Gabriel Kuhn's Blog

Entebbe Revisited

By Gabriel Kuhn

On July 4, 1976, an Israeli military commando of about 100 soldiers arrived under the cover of darkness at the airport of Entebbe, Uganda, where a Palestinian-German group of hijackers kept 106 hostages in the old terminal building. The hostages were crew and passengers of an Air France flight heading from Tel Aviv to Paris via Athens a week earlier. The vast majority of hostages were Jewish. The flight had been diverted shortly after departure from Athens. After a short refueling stop in Benghazi, Libya, the hijackers chose Entebbe as the final destination, since they expected, rightfully, a fairly open welcome by the regime of Idi Amin. In exchange for the hostages’ release they demanded the liberation of 53 political prisoners jailed in various countries. The Israeli commando managed to free all but three of the hostages who died during the raid together with all of the hijackers, dozens of Ugandan troops (the exact number remains unclear), and one Israeli soldier, Yonatan Netanyahu, brother of Israel’s current prime minister, Benjamin Netanyahu.

“Operation Thunderbolt”, as the raid had been dubbed by the Israeli military, quickly gained mythological status in Israel, which it holds to this day. To many Israelis it was proof that Israel and its armed forces were indeed able to guarantee that Jews, no matter where, would no longer have to face murder and annihilation without a swift and compelling response. The worldwide press and entertainment industry were also impressed. Within a year of the event, several books and films had been released, the latter featuring big screen stars such as Anthony Hopkins, Elizabeth Taylor, and Charles Bronson.

In Germany, the debate quickly focused on a particular aspect of the events, namely the fact that self-styled German revolutionaries kept Jews hostage, apparently ready to kill them if their demands weren’t met. What made matters worse was the allegation that the two Germans involved in the hijacking, Wilfried Böse and Brigitte Kuhlmann of the Revolutionary Cells, had taken part in a selection between Jewish and non-Jewish hostages – the second group having been freed and flown to Paris before the Israeli commando arrived. Despite early claims that the selection was purely based on nationality (Israeli vs. non-Israeli) and not on religious/cultural identity (Jewish vs. non-Jewish), the former version was soon accepted as truth, also in radical circles. Skeptics were routinely denounced as apologists of a particularly vile case of left-wing anti-Semitism.

Markus Mohr, a veteran participant and historian of the German autonomous movement, has now, together with a cast of distinguished writers, published a 400-page book that explores this question in detail: what exactly occurred in the old terminal building at Entebbe and how did the infamous selection take place?

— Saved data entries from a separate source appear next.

//! The hardware backend over librdmacm and libibverbs.
use std::io;
use std::net::SocketAddr;
use std::time::Duration;

use crate::fabric::Fabric;
use crate::types::{
    AccessFlags, CmEvent, ConnParam, MemoryKeys, QpCapability, SendRequest, Sge, WorkCompletion,
};

#[allow(non_upper_case_globals)]
#[allow(non_camel_case_types)]
#[allow(non_snake_case)]
#[allow(deref_nullptr)]
#[allow(dead_code)]
pub mod ffi {
    include!(concat!(env!("OUT_DIR"), "/bindings.rs"));
}

pub mod ibv;
pub mod rdmacm;

use ibv::{CompChannel, CompletionQueue, MemoryRegion, ProtectionDomain};
use rdmacm::{CmId, EventChannel};

/// Drives a real RDMA device. Handles own their verbs objects and also release them on
/// drop, so a handle the core never gets back is not leaked.
#[derive(Debug, Default, Clone, Copy)]
pub struct VerbsFabric;

impl VerbsFabric {
    pub fn new() -> Self {
        VerbsFabric
    }
}

impl Fabric for VerbsFabric {
    type EventChannel = EventChannel;
    type CmId = CmId;
    type ProtectionDomain = ProtectionDomain;
    type CompChannel = CompChannel;
    type CompletionQueue = CompletionQueue;
    type MemoryRegion = MemoryRegion;

    fn create_event_channel(&self) -> io::Result<EventChannel> {
        EventChannel::create_event_channel()
    }

    fn create_id(&self, channel: &EventChannel) -> io::Result<CmId> {
        CmId::create_id(channel)
    }

    fn migrate_id(&self, id: &CmId, channel: &EventChannel) -> io::Result<()> {
        id.migrate_id(channel)
    }

    fn bind_addr(&self, id: &CmId, addr: &SocketAddr) -> io::Result<()> {
        id.bind_addr(addr)
    }

    fn listen(&self, id: &CmId, backlog: i32) -> io::Result<()> {
        id.listen(backlog)
    }

    fn resolve_addr(&self, id: &CmId, dst: &SocketAddr, timeout: Duration) -> io::Result<()> {
        id.resolve_addr(dst, timeout)
    }

    fn resolve_route(&self, id: &CmId, timeout: Duration) -> io::Result<()> {
        id.resolve_route(timeout)
    }

    fn get_cm_event(
        &self,
        channel: &EventChannel,
        timeout: Option<Duration>,
    ) -> io::Result<Option<CmEvent<CmId>>> {
        // The raw event is acked when `event` goes out of scope.
        Ok(channel.get_cm_event(timeout)?.map(|event| CmEvent {
            kind: event.kind(),
            status: event.status(),
            new_id: event.take_request(),
        }))
    }

    fn connect(&self, id: &CmId, param: &ConnParam) -> io::Result<()> {
        id.connect(param)
    }

    fn accept(&self, id: &CmId, param: &ConnParam) -> io::Result<()> {
        id.accept(param)
    }

    fn local_addr(&self, id: &CmId) -> Option<SocketAddr> {
        id.local_addr()
    }

    fn peer_addr(&self, id: &CmId) -> Option<SocketAddr> {
        id.peer_addr()
    }

    fn alloc_pd(&self, id: &CmId) -> io::Result<ProtectionDomain> {
        ProtectionDomain::alloc(id)
    }

    fn create_comp_channel(&self, id: &CmId) -> io::Result<CompChannel> {
        CompChannel::create(id)
    }

    fn create_cq(
        &self,
        id: &CmId,
        min_entries: u32,
        channel: &CompChannel,
    ) -> io::Result<CompletionQueue> {
        CompletionQueue::create(id, min_entries, channel)
    }

    fn req_notify_cq(&self, cq: &CompletionQueue) -> io::Result<()> {
        cq.req_notify(false)
    }

    fn create_qp(
        &self,
        id: &CmId,
        pd: &ProtectionDomain,
        cq: &CompletionQueue,
        cap: &QpCapability,
    ) -> io::Result<()> {
        id.create_qp(pd.pd, cq.cq, cap)
    }

    fn destroy_qp(&self, id: &CmId) -> io::Result<()> {
        id.destroy_qp()
    }

    unsafe fn reg_mr(
        &self,
        pd: &ProtectionDomain,
        addr: *mut u8,
        len: usize,
        access: AccessFlags,
    ) -> io::Result<MemoryRegion> {
        MemoryRegion::register(pd, addr, len, access)
    }

    fn mr_keys(&self, mr: &MemoryRegion) -> MemoryKeys {
        mr.keys()
    }

    fn dereg_mr(&self, mr: MemoryRegion) -> io::Result<()> {
        mr.deregister()
    }

    unsafe fn post_recv(&self, id: &CmId, wr_id: u64, sge: Sge) -> io::Result<()> {
        ibv::post_recv(id, wr_id, &sge)
    }

    unsafe fn post_send(&self, id: &CmId, wr: &SendRequest) -> io::Result<()> {
        ibv::post_send(id, wr)
    }

    fn poll_cq(&self, cq: &CompletionQueue) -> io::Result<Option<WorkCompletion>> {
        cq.poll()
    }

    fn destroy_cq(&self, cq: CompletionQueue) -> io::Result<()> {
        cq.destroy()
    }

    fn destroy_comp_channel(&self, channel: CompChannel) -> io::Result<()> {
        channel.destroy()
    }

    fn dealloc_pd(&self, pd: ProtectionDomain) -> io::Result<()> {
        pd.dealloc()
    }

    fn destroy_id(&self, id: CmId) -> io::Result<()> {
        id.destroy()
    }

    fn destroy_event_channel(&self, channel: EventChannel) -> io::Result<()> {
        channel.destroy();
        Ok(())
    }
}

In the introduction to the book, Mohr points out that, with regard to the Entebbe hijacking, fact and fiction are very hard to separate. This means that any attempt in reconstructing the actual events requires an analysis of their various interpretations – and misrepresentations – in the media, dramatic reenactments, scholarly books, and the political discourse at large. The outcome is surprisingly engaging and entertaining. Legenden um Entebbe. Ein Akt der Luftpiraterie und seine Dimensionen in der politischen Diskussion (Legends about Entebbe: An Act of Air Piracy and Its Dimensions in Political Discourse), published by Unrast Verlag, tells us as much about the creation of supposed truths and the German left – which, during the past 25 years, has experienced deep ruptures with respect to the understanding of anti-Semitism – as it does about Entebbe itself.

Regarding the book’s central question, Mohr’s views largely correlate with the findings of a 2013 article by Alexander Sedlmaier and Freia Anders, which he credits as the main inspiration for his work: titled “‘Unternehmen Entebbe’ 1976. Quellenkritische Perspektiven auf eine Flugzeugentführung” (‘Operation Entebbe’ 1976: Source-Critical Perspectives on a Hijacking) and originally published in the renowned Jahrbuch für Antisemitismusforschung (Yearbook for Research on Anti-Semitism), the article is reprinted in Mohr’s volume in a slightly revised version. It concludes that “it seems evident that the so-called selection of Entebbe did not take place in the way it is usually told”. Mohr himself is less diplomatic and calls the standard narrative “nonsense”.

Approaching the facts is no political evaluation of the hijacking nor is it a judgment on whether it had anti-Semitic connotations or not. But at least we can now discuss these issues based on detailed and thorough research rather than on perpetual hearsay. This is, without doubt, a step forward in a debate that has often gone awry.